▸ YOUR INSTRUCTIONS: All of the data should be restated exactly as it stands.

▸ DATASET RECORDS:
// ============================================================================
// mediaconv-core/src/backends/mod.rs
// ============================================================================
//
// BACKENDS: Uniform Adapters Around Decode/Encode Capabilities
//
// Each backend wraps one external capability (an image codec library, a
// RAW decoder, the ffmpeg executable) behind the `Backend` trait: given a
// source path, a target path and a target format it either writes the
// output file or returns a classified `BackendError`.
//
// KEY COMPONENTS:
// - BackendId: stable identifiers used by the fallback chains
// - Backend: the call contract every adapter implements
// - Shared encode helpers used by all still-image backends
// - default_backends: the production backend set
//
// AI-ASSISTANT-INFO: Backend trait and shared encode helpers

// ---- Internal crate imports ----
use crate::config::CoreConfig;
use crate::error::BackendError;
use crate::policy::{JPEG_QUALITY, TargetFormat};

// ---- External crate imports ----
use image::codecs::jpeg::JpegEncoder;
use image::{DynamicImage, ImageFormat};
use serde::Serialize;

// ---- Standard library imports ----
use std::fmt;
use std::fs::File;
use std::io::BufWriter;
use std::path::Path;

// ============================================================================
// SUBMODULES
// ============================================================================

/// Audio extraction through the ffmpeg executable
pub mod ffmpeg;

/// Direct HEIF decoding through libheif
pub mod heif;

/// General-purpose still image codec (the `image` crate)
pub mod still_image;

/// Camera RAW decoding through imagepipe
pub mod raw;

pub use ffmpeg::FfmpegAudioBackend;
pub use heif::HeifBackend;
pub use raw::RawImageBackend;
pub use still_image::StillImageBackend;

// ============================================================================
// BACKEND CONTRACT
// ============================================================================

/// Identifier of a backend within a fallback chain.
#[derive(Debug, Clone, Copy, PartialEq, Eq, Hash, Serialize)]
#[serde(rename_all = "snake_case")]
pub enum BackendId {
    /// General-purpose still image library
    StillImage,
    /// Direct HEIF library decode plus re-encode
    Heif,
    /// Generic multi-format image I/O used for camera RAW files
    RawImage,
    /// External ffmpeg process for audio extraction
    Ffmpeg,
}

impl BackendId {
    pub fn name(self) -> &'static str {
        match self {
            Self::StillImage => "image",
            Self::Heif => "libheif",
            Self::RawImage => "imagepipe",
            Self::Ffmpeg => "ffmpeg",
        }
    }
}

impl fmt::Display for BackendId {
    fn fmt(&self, f: &mut fmt::Formatter<'_>) -> fmt::Result {
        f.write_str(self.name())
    }
}

/// A decode/encode capability usable for one conversion step.
pub trait Backend {
    /// Identifier this backend answers to in fallback chains.
    fn id(&self) -> BackendId;

    /// Produces `target` from `source` in the requested format.
    fn convert(&self, source: &Path, target: &Path, format: TargetFormat) -> Result<(), BackendError>;
}

/// Builds the production backend set for the given configuration.
pub fn default_backends(config: &CoreConfig) -> Vec<Box<dyn Backend>> {
    vec![
        Box::new(StillImageBackend),
        Box::new(HeifBackend),
        Box::new(RawImageBackend),
        Box::new(FfmpegAudioBackend::new(config.ffmpeg_path.clone())),
    ]
}

// ============================================================================
// SHARED ENCODE HELPERS
// ============================================================================

const NO_AUDIO_OUTPUT: &str = "still image backends cannot produce audio";

/// Writes a decoded image in the requested still-image format.
///
/// JPEG output is converted to RGB first; alpha and palette modes cannot be
/// stored in a JPEG. The buffered writer is flushed explicitly so a failed
/// final write is reported, and a partially written target is removed.
pub(crate) fn write_image(image: &DynamicImage, target: &Path, format: TargetFormat) -> Result<(), BackendError> {
    if format == TargetFormat::Mp3 {
        return Err(BackendError::unavailable(NO_AUDIO_OUTPUT));
    }

    let result = encode_to_file(image, target, format);
    if let Err(e) = &result {
        log::debug!("Encoding {} failed: {}", target.display(), e);
        remove_partial_output(target);
    }
    result
}

fn encode_to_file(image: &DynamicImage, target: &Path, format: TargetFormat) -> Result<(), BackendError> {
    let file = File::create(target).map_err(BackendError::encode)?;
    let mut writer = BufWriter::new(file);

    match format {
        TargetFormat::Jpeg => {
            let encoder = JpegEncoder::new_with_quality(&mut writer, JPEG_QUALITY);
            DynamicImage::ImageRgb8(image.to_rgb8())
                .write_with_encoder(encoder)
                .map_err(BackendError::encode)?;
        }
        TargetFormat::Png => image
            .write_to(&mut writer, ImageFormat::Png)
            .map_err(BackendError::encode)?,
        TargetFormat::Mp3 => return Err(BackendError::unavailable(NO_AUDIO_OUTPUT)),
    }

    writer
        .into_inner()
        .map_err(|e| BackendError::encode(e.into_error()))?;
    Ok(())
}

/// Removes whatever a failed conversion left at `target`.
///
/// Only regular files are removed; a device or directory at the target path
/// is left alone.
pub(crate) fn remove_partial_output(target: &Path) {
    match std::fs::symlink_metadata(target) {
        Ok(meta) if meta.is_file() => match std::fs::remove_file(target) {
            Ok(()) => log::debug!("Removed partial output {}", target.display()),
            Err(e) => log::warn!("Failed to remove partial output {}: {}", target.display(), e),
        },
        _ => {}
    }
}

▸ FINAL ANSWER:
// ============================================================================
// mediaconv-core/src/backends/mod.rs
// ============================================================================
//
// BACKENDS: Uniform Adapters Around Decode/Encode Capabilities
//
// Each backend wraps one external capability (an image codec library, a
// RAW decoder, the ffmpeg executable) behind the `Backend` trait: given a
// source path, a target path and a target format it either writes the
// output file or returns a classified `BackendError`.
//
// KEY COMPONENTS:
// - BackendId: stable identifiers used by the fallback chains
// - Backend: the call contract every adapter implements
// - Shared encode helpers used by all still-image backends
// - default_backends: the production backend set
//
// AI-ASSISTANT-INFO: Backend trait and shared encode helpers

// ---- Internal crate imports ----
use crate::config::CoreConfig;
use crate::error::BackendError;
use crate::policy::{JPEG_QUALITY, TargetFormat};

// ---- External crate imports ----
use image::codecs::jpeg::JpegEncoder;
use image::{DynamicImage, ImageFormat};
use serde::Serialize;

// ---- Standard library imports ----
use std::fmt;
use std::fs::File;
use std::io::BufWriter;
use std::path::Path;

// ============================================================================
// SUBMODULES
// ============================================================================

/// Audio extraction through the ffmpeg executable
pub mod ffmpeg;

/// Direct HEIF decoding through libheif
pub mod heif;

/// General-purpose still image codec (the `image` crate)
pub mod still_image;

/// Camera RAW decoding through imagepipe
pub mod raw;

pub use ffmpeg::FfmpegAudioBackend;
pub use heif::HeifBackend;
pub use raw::RawImageBackend;
pub use still_image::StillImageBackend;

// ============================================================================
// BACKEND CONTRACT
// ============================================================================

/// Identifier of a backend within a fallback chain.
#[derive(Debug, Clone, Copy, PartialEq, Eq, Hash, Serialize)]
#[serde(rename_all = "snake_case")]
pub enum BackendId {
    /// General-purpose still image library
    StillImage,
    /// Direct HEIF library decode plus re-encode
    Heif,
    /// Generic multi-format image I/O used for camera RAW files
    RawImage,
    /// External ffmpeg process for audio extraction
    Ffmpeg,
}

impl BackendId {
    pub fn name(self) -> &'static str {
        match self {
            Self::StillImage => "image",
            Self::Heif => "libheif",
            Self::RawImage => "imagepipe",
            Self::Ffmpeg => "ffmpeg",
        }
    }
}

impl fmt::Display for BackendId {
    fn fmt(&self, f: &mut fmt::Formatter<'_>) -> fmt::Result {
        f.write_str(self.name())
    }
}

/// A decode/encode capability usable for one conversion step.
pub trait Backend {
    /// Identifier this backend answers to in fallback chains.
    fn id(&self) -> BackendId;

    /// Produces `target` from `source` in the requested format.
    fn convert(&self, source: &Path, target: &Path, format: TargetFormat) -> Result<(), BackendError>;
}

/// Builds the production backend set for the given configuration.
pub fn default_backends(config: &CoreConfig) -> Vec<Box<dyn Backend>> {
    vec![
        Box::new(StillImageBackend),
        Box::new(HeifBackend),
        Box::new(RawImageBackend),
        Box::new(FfmpegAudioBackend::new(config.ffmpeg_path.clone())),
    ]
}

// ============================================================================
// SHARED ENCODE HELPERS
// ============================================================================

const NO_AUDIO_OUTPUT: &str = "still image backends cannot produce audio";

/// Writes a decoded image in the requested still-image format.
///
/// JPEG output is converted to RGB first; alpha and palette modes cannot be
/// stored in a JPEG. The buffered writer is flushed explicitly so a failed
/// final write is reported, and a partially written target is removed.
pub(crate) fn write_image(image: &DynamicImage, target: &Path, format: TargetFormat) -> Result<(), BackendError> {
    if format == TargetFormat::Mp3 {
        return Err(BackendError::unavailable(NO_AUDIO_OUTPUT));
    }

    let result = encode_to_file(image, target, format);
    if let Err(e) = &result {
        log::debug!("Encoding {} failed: {}", target.display(), e);
        remove_partial_output(target);
    }
    result
}

fn encode_to_file(image: &DynamicImage, target: &Path, format: TargetFormat) -> Result<(), BackendError> {
    let file = File::create(target).map_err(BackendError::encode)?;
    let mut writer = BufWriter::new(file);

    match format {
        TargetFormat::Jpeg => {
            let encoder = JpegEncoder::new_with_quality(&mut writer, JPEG_QUALITY);
            DynamicImage::ImageRgb8(image.to_rgb8())
                .write_with_encoder(encoder)
                .map_err(BackendError::encode)?;
        }
        TargetFormat::Png => image
            .write_to(&mut writer, ImageFormat::Png)
            .map_err(BackendError::encode)?,
        TargetFormat::Mp3 => return Err(BackendError::unavailable(NO_AUDIO_OUTPUT)),
    }

    writer
        .into_inner()
        .map_err(|e| BackendError::encode(e.into_error()))?;
    Ok(())
}

/// Removes whatever a failed conversion left at `target`.
///
/// Only regular files are removed; a device or directory at the target path
/// is left alone.
pub(crate) fn remove_partial_output(target: &Path) {
    match std::fs::symlink_metadata(target) {
        Ok(meta) if meta.is_file() => match std::fs::remove_file(target) {
            Ok(()) => log::debug!("Removed partial output {}", target.display()),
            Err(e) => log::warn!("Failed to remove partial output {}: {}", target.display(), e),
        },
        _ => {}
    }
}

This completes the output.